You can't go home again. Well, in this case it might be more accurate to say that you can't always get back to where you once were even if you go back to the same place. Catch my drift? Too much drift?

On a luscious fall day in 2004, my wife Cathey, her sister Liz, and I happened across a restaurant in the little village of Bize Minervois. It's a pretty little village with the river La Cesse running alongside, not far from the regional olive cooperative with its neat gift shop, and on the back road from here to there if you're tired of the highway. We're in and around Bize quite often. But we've never returned to that little restaurant just inside the Bize archway until this weekend. We remember the restaurant well, though we've lost the name, because of a picture that Liz took of Cathey and I as we sat down to eat, a picture of a younger, happy, and satisfied couple that was printed out, framed, and given prominent play in my office at work and also served as my avatar on several websites in the decade since it was taken. The meal was as memorable as the picture. The girls shared a huge salad plate with a dozen or more ingredients including fresh veggies of the region and the season, pickles, and a hunk of country pate. I had rabbit, my first in France, stewed to perfection and served in a funky terracotta bowl. No ambiance, though. Not a lick. Just good French country cooking.
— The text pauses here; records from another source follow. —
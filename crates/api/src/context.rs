//! Request context for authenticated calls.

use chrono::{DateTime, Utc};

use tradelot_core::{PrincipalId, Role};

/// Authenticated caller identity, derived from verified claims by the
/// authentication gate.
///
/// Handlers take the principal key from here and **never** from request
/// input, which is what makes cross-tenant reads structurally impossible.
#[derive(Debug, Clone, PartialEq, Eq)]
pub struct AuthContext {
    principal_id: PrincipalId,
    role: Role,
    raw_token: String,
    expires_at: DateTime<Utc>,
}

impl AuthContext {
    pub fn new(
        principal_id: PrincipalId,
        role: Role,
        raw_token: String,
        expires_at: DateTime<Utc>,
    ) -> Self {
        Self {
            principal_id,
            role,
            raw_token,
            expires_at,
        }
    }

    pub fn principal_id(&self) -> &PrincipalId {
        &self.principal_id
    }

    pub fn role(&self) -> Role {
        self.role
    }

    /// The exact token string the caller presented; revocation records this
    /// verbatim.
    pub fn raw_token(&self) -> &str {
        &self.raw_token
    }

    /// Natural expiry of the presented token (bounds the revocation entry).
    pub fn expires_at(&self) -> DateTime<Utc> {
        self.expires_at
    }
}
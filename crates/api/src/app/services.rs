//! Service wiring and request-level orchestration.
//!
//! `AppServices` owns the store and the token service; handlers reach both
//! through one `Extension<Arc<AppServices>>`. The flows with real sequencing
//! (login, register, logout, password change) live here so the route files
//! stay thin.

use std::sync::Arc;

use thiserror::Error;

use tradelot_auth::{CredentialError, TokenService, hash_secret, verify_secret};
use tradelot_core::{Principal, Role};
use tradelot_store::{MarketStore, StoreError};

use crate::app::dto::RegisterRequest;
use crate::context::AuthContext;

#[derive(Debug, Error)]
pub enum LoginError {
    /// Unknown email or wrong secret; callers must not learn which.
    #[error("invalid credentials")]
    InvalidCredentials,

    #[error(transparent)]
    Store(#[from] StoreError),

    #[error("{0}")]
    Internal(String),
}

#[derive(Debug, Error)]
pub enum RegisterError {
    #[error("principal id or email already registered for this role")]
    Duplicate,

    #[error("{0}")]
    Validation(String),

    #[error(transparent)]
    Store(#[from] StoreError),

    #[error("{0}")]
    Internal(String),
}

pub struct AppServices {
    store: Arc<MarketStore>,
    tokens: TokenService,
}

impl AppServices {
    pub fn new(store: Arc<MarketStore>, tokens: TokenService) -> Self {
        Self { store, tokens }
    }

    pub fn store(&self) -> &MarketStore {
        &self.store
    }

    pub fn store_handle(&self) -> Arc<MarketStore> {
        Arc::clone(&self.store)
    }

    pub fn tokens(&self) -> &TokenService {
        &self.tokens
    }

    /// Authenticate credentials and mint a session token.
    pub fn login(&self, role: Role, email: &str, secret: &str) -> Result<String, LoginError> {
        let principal = self
            .store
            .principals(role)
            .find_one(|p| p.email == email)?
            .ok_or(LoginError::InvalidCredentials)?;

        match verify_secret(secret, &principal.credential_digest) {
            Ok(true) => {}
            Ok(false) | Err(CredentialError::EmptySecret) => {
                return Err(LoginError::InvalidCredentials);
            }
            Err(e) => return Err(LoginError::Internal(e.to_string())),
        }

        self.tokens
            .issue(&principal.principal_id, role)
            .map_err(|e| LoginError::Internal(e.to_string()))
    }

    /// Create a principal in the collection its role owns.
    ///
    /// `principal_id` and `email` are each unique within the role; the
    /// membership check and the insert run under one collection lock.
    pub fn register(&self, req: RegisterRequest) -> Result<Role, RegisterError> {
        let principal = match req {
            RegisterRequest::Individual(p) => Principal {
                principal_id: p.principal_id,
                email: p.email,
                credential_digest: digest_for(&p.secret)?,
                role: Role::Individual,
                name: None,
                location: p.location,
                info: p.info,
            },
            RegisterRequest::Dealership(p) => Principal {
                principal_id: p.principal_id,
                email: p.email,
                credential_digest: digest_for(&p.secret)?,
                role: Role::Dealership,
                name: Some(p.name),
                location: p.location,
                info: p.info,
            },
        };

        let role = principal.role;
        let id = principal.principal_id.clone();
        let email = principal.email.clone();
        let inserted = self.store.principals(role).insert_one_if_absent(
            |existing| existing.principal_id == id || existing.email == email,
            principal,
        )?;

        if inserted { Ok(role) } else { Err(RegisterError::Duplicate) }
    }

    /// Re-hash and store a new secret for the authenticated caller's own
    /// record, located by (role, principal id) from verified claims.
    pub fn change_secret(&self, ctx: &AuthContext, new_secret: &str) -> Result<bool, RegisterError> {
        let digest = digest_for(new_secret)?;
        let id = ctx.principal_id().clone();

        Ok(self.store.principals(ctx.role()).update_one(
            |p| p.principal_id == id,
            |p| p.credential_digest = digest,
        )?)
    }

    /// Full principal record for the caller (claims carry only the minimal
    /// identity, so detail is re-fetched here).
    pub fn profile(&self, ctx: &AuthContext) -> Result<Option<Principal>, StoreError> {
        let id = ctx.principal_id().clone();
        self.store
            .principals(ctx.role())
            .find_one(|p| p.principal_id == id)
    }

    /// Record the caller's token as revoked for the rest of its natural
    /// expiry window.
    pub fn logout(&self, ctx: &AuthContext) -> Result<(), StoreError> {
        self.store
            .revocations
            .revoke(ctx.raw_token(), ctx.expires_at())
    }
}

fn digest_for(secret: &str) -> Result<String, RegisterError> {
    hash_secret(secret).map_err(|e| match e {
        CredentialError::EmptySecret => RegisterError::Validation("secret must not be empty".into()),
        other => RegisterError::Internal(other.to_string()),
    })
}
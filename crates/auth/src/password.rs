//! Credential hashing and verification using argon2id.
//!
//! One-way, salted, deliberately expensive. The work factor is the argon2id
//! default and is not surfaced to callers.

use argon2::Argon2;
use argon2::password_hash::rand_core::OsRng;
use argon2::password_hash::{PasswordHash, PasswordHasher, PasswordVerifier, SaltString};
use thiserror::Error;

#[derive(Debug, Error, Clone, PartialEq, Eq)]
pub enum CredentialError {
    #[error("secret must not be empty")]
    EmptySecret,

    #[error("credential hashing failed: {0}")]
    Hash(String),

    #[error("stored digest is malformed: {0}")]
    MalformedDigest(String),
}

/// Hash a secret into a storable PHC-format digest (random salt).
pub fn hash_secret(secret: &str) -> Result<String, CredentialError> {
    if secret.is_empty() {
        return Err(CredentialError::EmptySecret);
    }

    let salt = SaltString::generate(&mut OsRng);
    let digest = Argon2::default()
        .hash_password(secret.as_bytes(), &salt)
        .map_err(|e| CredentialError::Hash(e.to_string()))?;
    Ok(digest.to_string())
}

/// Verify a secret against a stored digest.
///
/// A mismatch is `Ok(false)`; only a malformed digest is an error.
pub fn verify_secret(secret: &str, digest: &str) -> Result<bool, CredentialError> {
    if secret.is_empty() {
        return Err(CredentialError::EmptySecret);
    }

    let parsed = PasswordHash::new(digest)
        .map_err(|e| CredentialError::MalformedDigest(e.to_string()))?;
    Ok(Argon2::default()
        .verify_password(secret.as_bytes(), &parsed)
        .is_ok())
}
//! `tradelot-store` — the document-store collaborator.
//!
//! Collections expose `insert_one` / `find_one` / `find` style operations,
//! individually atomic and insertion-ordered. Nothing here is transactional
//! across collections; readers of multiple collections must tolerate read
//! skew (the join engine does, by treating unresolved references as
//! non-matches).

pub mod collection;
pub mod error;
pub mod market;
pub mod revocation;

pub use collection::Collection;
pub use error::{StoreError, StoreResult};
pub use market::MarketStore;
pub use revocation::{RevocationEntry, RevocationLedger};
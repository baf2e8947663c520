//! HTTP 网关客户端:统一注入鉴权头,解码后端信封并分类错误。
//!
//! HTTP gateway client for the unified backend API.
//!
//! One [`Gateway`] wraps one `reqwest::Client` (stateless, shared across all
//! invocations). Every call injects the auth headers, encodes the body as JSON
//! or multipart depending on whether file fields are present, and decodes the
//! `base_resp` envelope into either the raw body or a classified error:
//!
//! - no `status_code` field → the body is passed through unchanged;
//! - `0` → success, body returned;
//! - `1004` → [`Error::Auth`];
//! - `2038` → [`Error::VerificationRequired`] with the upstream trace id;
//! - any other value → [`Error::Request`] with code, message, and trace id.
//!
//! Transport failures and unparseable bodies are wrapped into
//! [`Error::Request`] with code 500; already-classified errors propagate
//! unchanged.

use crate::config::GatewayConfig;
use crate::envelope::{self, Envelope};
use crate::{Error, Result};
use reqwest::header::{HeaderMap, HeaderName, HeaderValue, ACCEPT, AUTHORIZATION, CONTENT_TYPE};
use reqwest::Method;
use serde_json::Value;
use std::time::Duration;

const TRACE_ID_HEADER: &str = "trace-id";
const API_KEY_HEADER: &str = "x-api-key";

/// A file field for a multipart request.
#[derive(Debug, Clone)]
pub struct FileField {
    /// Multipart field name.
    pub field: String,
    /// File name reported to the backend.
    pub file_name: String,
    pub bytes: Vec<u8>,
}

/// Per-request options: exactly one body encoding, plus extra headers and
/// query parameters.
#[derive(Debug, Default)]
pub struct RequestOptions {
    /// JSON request body. Ignored when `files` is present.
    pub json: Option<Value>,
    /// File fields; presence switches the body to multipart encoding.
    pub files: Option<Vec<FileField>>,
    /// Extra headers. Auth headers injected by the gateway win on conflict.
    pub headers: Vec<(String, String)>,
    /// Query string parameters.
    pub query: Vec<(String, String)>,
}

impl RequestOptions {
    pub fn json(body: Value) -> Self {
        Self {
            json: Some(body),
            ..Default::default()
        }
    }
}

/// Client for the single upstream backend host.
pub struct Gateway {
    http: reqwest::Client,
    config: GatewayConfig,
}

impl Gateway {
    pub fn new(config: GatewayConfig) -> Result<Self> {
        let http = reqwest::Client::builder()
            .timeout(Duration::from_secs(300))
            .build()
            .map_err(Error::transport)?;
        Ok(Self { http, config })
    }

    pub fn config(&self) -> &GatewayConfig {
        &self.config
    }

    pub(crate) fn url(&self, endpoint: &str) -> String {
        format!("{}{}", self.config.api_host, endpoint)
    }

    pub(crate) fn api_key(&self) -> Option<&str> {
        self.config.api_key.as_deref()
    }

    /// Perform one backend call and decode the response envelope.
    ///
    /// Returns the raw JSON body on success or envelope absence; classified
    /// errors otherwise.
    pub async fn request(
        &self,
        method: Method,
        endpoint: &str,
        options: RequestOptions,
    ) -> Result<Value> {
        let mut req = self.http.request(method, self.url(endpoint));

        if !options.query.is_empty() {
            req = req.query(&options.query);
        }

        // Caller headers first; the injected auth and accept headers use
        // insert semantics, so they replace caller-supplied values of the
        // same name instead of riding alongside them.
        let mut headers = HeaderMap::new();
        for (name, value) in &options.headers {
            let Ok(name) = HeaderName::from_bytes(name.as_bytes()) else {
                continue;
            };
            let Ok(value) = HeaderValue::from_str(value) else {
                continue;
            };
            headers.insert(name, value);
        }
        if let Some(key) = self.api_key() {
            if let Ok(value) = HeaderValue::from_str(key) {
                headers.insert(AUTHORIZATION, value.clone());
                headers.insert(HeaderName::from_static(API_KEY_HEADER), value);
            }
        }
        headers.insert(ACCEPT, HeaderValue::from_static("application/json"));

        if let Some(files) = options.files {
            // The multipart encoder owns the content type (boundary included).
            headers.remove(CONTENT_TYPE);
            let mut form = reqwest::multipart::Form::new();
            for file in files {
                form = form.part(
                    file.field,
                    reqwest::multipart::Part::bytes(file.bytes).file_name(file.file_name),
                );
            }
            req = req.multipart(form);
        } else {
            headers
                .entry(CONTENT_TYPE)
                .or_insert(HeaderValue::from_static("application/json"));
            if let Some(body) = &options.json {
                req = req.json(body);
            }
        }
        req = req.headers(headers);

        let resp = req.send().await.map_err(Error::transport)?;
        let trace_id = resp
            .headers()
            .get(TRACE_ID_HEADER)
            .and_then(|v| v.to_str().ok())
            .map(str::to_owned);

        let body: Value = resp.json().await.map_err(Error::transport)?;
        let status = Envelope::from_base_resp(&body);
        match status.code {
            // Non-enveloped response: pass the raw body through unchanged.
            None => Ok(body),
            Some(envelope::SUCCESS) => Ok(body),
            Some(envelope::AUTH_INVALID) => Err(Error::Auth {
                message: status.message_or("invalid credential"),
                trace_id,
            }),
            Some(envelope::VERIFICATION_REQUIRED) => {
                Err(Error::VerificationRequired { trace_id })
            }
            Some(code) => Err(Error::Request {
                code,
                message: status.message_or("unknown error"),
                trace_id,
            }),
        }
    }

    /// Generic GET passthrough. Errors are re-raised to the caller, never
    /// converted to a tool result.
    pub async fn get(&self, endpoint: &str, query: Vec<(String, String)>) -> Result<Value> {
        self.request(
            Method::GET,
            endpoint,
            RequestOptions {
                query,
                ..Default::default()
            },
        )
        .await
    }

    /// Generic POST passthrough with a JSON body.
    pub async fn post(&self, endpoint: &str, body: Value) -> Result<Value> {
        self.request(Method::POST, endpoint, RequestOptions::json(body))
            .await
    }

    /// Open a streaming POST against `endpoint` and aggregate the
    /// `data: `-prefixed event stream into one string.
    pub async fn collect_sse(&self, endpoint: &str, payload: &Value) -> Result<String> {
        crate::sse::collect(&self.http, &self.url(endpoint), self.api_key(), payload).await
    }
}
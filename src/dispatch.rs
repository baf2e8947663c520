//! 工具调度核心:校验、载荷构建、完成策略选择与结果归一化。
//!
//! Tool dispatch.
//!
//! Per invocation, strictly in order: look up the tool and its endpoint,
//! build the payload, drive the call to completion (stream aggregation, or
//! one immediate call followed by polling when the response carries a task
//! handle), and normalize whatever came back into one text result.
//!
//! [`Dispatcher::dispatch`] never fails outward: every error is caught at
//! this boundary and converted into an error outcome carrying a
//! human-readable message.

use crate::catalog::{self, Strategy, ToolArgs};
use crate::gateway::Gateway;
use crate::poller::{poll_until_done, PollPolicy};
use crate::{Error, Result};
use serde_json::Value;
use std::sync::Arc;

/// Uniform output of one tool invocation, regardless of completion strategy.
#[derive(Debug, Clone, PartialEq, Eq)]
pub struct ToolOutcome {
    pub text: String,
    pub is_error: bool,
}

/// Polling budgets carried by the dispatcher. Defaults match production;
/// tests substitute short intervals.
#[derive(Debug, Clone, Copy)]
pub struct PollSettings {
    pub standard: PollPolicy,
    pub extended: PollPolicy,
}

impl Default for PollSettings {
    fn default() -> Self {
        Self {
            standard: PollPolicy::STANDARD,
            extended: PollPolicy::EXTENDED,
        }
    }
}

/// What a task response resolved to.
#[derive(Debug, Clone, PartialEq, Eq)]
enum TaskOutput {
    /// Populated `data.content`.
    Text(String),
    /// Populated `data.img_data` (or top-level `img_data`).
    Images(Value),
}

/// The orchestration core: one dispatcher per process, shared gateway.
pub struct Dispatcher {
    gateway: Arc<Gateway>,
    polls: PollSettings,
}

impl Dispatcher {
    pub fn new(gateway: Arc<Gateway>) -> Self {
        Self::with_poll_settings(gateway, PollSettings::default())
    }

    pub fn with_poll_settings(gateway: Arc<Gateway>, polls: PollSettings) -> Self {
        Self { gateway, polls }
    }

    /// Run one tool invocation to completion. All failures become an error
    /// outcome; nothing propagates to the transport layer.
    pub async fn dispatch(&self, name: &str, args: &ToolArgs) -> ToolOutcome {
        tracing::debug!(tool = name, "dispatching tool call");
        match self.run(name, args).await {
            Ok(text) => ToolOutcome {
                text,
                is_error: false,
            },
            Err(err) => {
                tracing::warn!(tool = name, error = %err, "tool invocation failed");
                ToolOutcome {
                    text: format!("invocation failed: {err}"),
                    is_error: true,
                }
            }
        }
    }

    async fn run(&self, name: &str, args: &ToolArgs) -> Result<String> {
        let spec =
            catalog::find(name).ok_or_else(|| Error::UnknownTool(name.to_owned()))?;
        let endpoint =
            catalog::endpoint(name).ok_or_else(|| Error::Configuration(name.to_owned()))?;
        let payload = (spec.build_payload)(args)?;

        match spec.strategy {
            Strategy::Stream => self.gateway.collect_sse(endpoint, &payload).await,
            Strategy::Task { poll } => {
                let resp = self.gateway.post(endpoint, payload).await?;

                let output = match extract_task_output(&resp) {
                    Some(output) => Some(output),
                    None => match task_id_of(&resp) {
                        Some(task_id) => Some(
                            poll_until_done(
                                &self.gateway,
                                task_id,
                                self.policy(poll),
                                extract_task_output,
                            )
                            .await?,
                        ),
                        None => None,
                    },
                };

                match output {
                    Some(TaskOutput::Text(text)) => Ok(text),
                    Some(TaskOutput::Images(img_data)) => {
                        let urls = flatten_image_urls(&img_data);
                        if urls.is_empty() {
                            // No usable URL in the image list: fall back to
                            // the raw payload.
                            Ok(serde_json::to_string(&resp)?)
                        } else {
                            Ok(urls)
                        }
                    }
                    None => Ok(serde_json::to_string(&resp)?),
                }
            }
        }
    }

    fn policy(&self, kind: catalog::PollKind) -> PollPolicy {
        match kind {
            catalog::PollKind::Standard => self.polls.standard,
            catalog::PollKind::Extended => self.polls.extended,
        }
    }
}

fn task_id_of(body: &Value) -> Option<&str> {
    body.pointer("/data/task_id").and_then(Value::as_str)
}

/// Success-extractor shared by the immediate and polled paths: populated
/// content wins, then image data (nested under `data` or at the top level).
fn extract_task_output(body: &Value) -> Option<TaskOutput> {
    let data = body.get("data");

    if let Some(content) = data
        .and_then(|d| d.get("content"))
        .and_then(Value::as_str)
    {
        if !content.is_empty() {
            return Some(TaskOutput::Text(content.to_owned()));
        }
    }

    let img_data = data
        .and_then(|d| d.get("img_data"))
        .or_else(|| body.get("img_data"))?;
    if img_data.as_array().is_some_and(|items| !items.is_empty()) {
        return Some(TaskOutput::Images(img_data.clone()));
    }
    None
}

/// Flatten an image list to newline-joined URLs.
///
/// Per image, the `webp` URL is preferred over `url`; a bare string entry is
/// used as-is.
fn flatten_image_urls(img_data: &Value) -> String {
    let mut urls = Vec::new();
    for item in img_data.as_array().into_iter().flatten() {
        for image in item
            .get("images")
            .and_then(Value::as_array)
            .into_iter()
            .flatten()
        {
            // Empty fields fall through to the next candidate.
            let url = image
                .get("webp")
                .and_then(Value::as_str)
                .filter(|u| !u.is_empty())
                .or_else(|| {
                    image
                        .get("url")
                        .and_then(Value::as_str)
                        .filter(|u| !u.is_empty())
                })
                .or_else(|| image.as_str());
            if let Some(url) = url.filter(|u| !u.is_empty()) {
                urls.push(url.to_owned());
            }
        }
    }
    urls.join("\n")
}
Today's Cafe du Midi is a different sort of place. Modern brown and red fabrics in place of the white linen. Modern, slightly awkward chairs. Modern lighting. Modern. That's okay. Modern is okay. But the menu was not okay. Our choice for a main dish was either hamburger or steak. Granted that it was a winter weekend. Granted we arrived just before a party of about twenty that had booked beforehand. Granted that it was the fixed price special. Even so, you shouldn't have to choose between cow and cow.

I will say that the presentation was interesting. Check out the picture. But to Cathey, the idea that hot and cold courses were served at the same time meant that by the time that you got to the last hot course, it wasn't hot any more.

So...

The sauteed veggies atop a square of puff pastry with a mild sauce was OK. The gazpacho with bits of bacon would have been interesting if we didn't get the feeling that the tomatoes came out of a tin. The steak was French biftek with a sauce and a dash of onions. The fries - chilling down while we worked on the veggies and the gazpacho - were probably reconstituted. The pineapple was fresh and the presentation novel. The goat cheese was good and the cheddar was French cheddar. (The French don't get cheddar.) Good baguette.

With a demi of wine, 32 Euros. Cathey has spoken. There are too many kitchens to sample in the region to come back to the Cafe du Midi any time soon.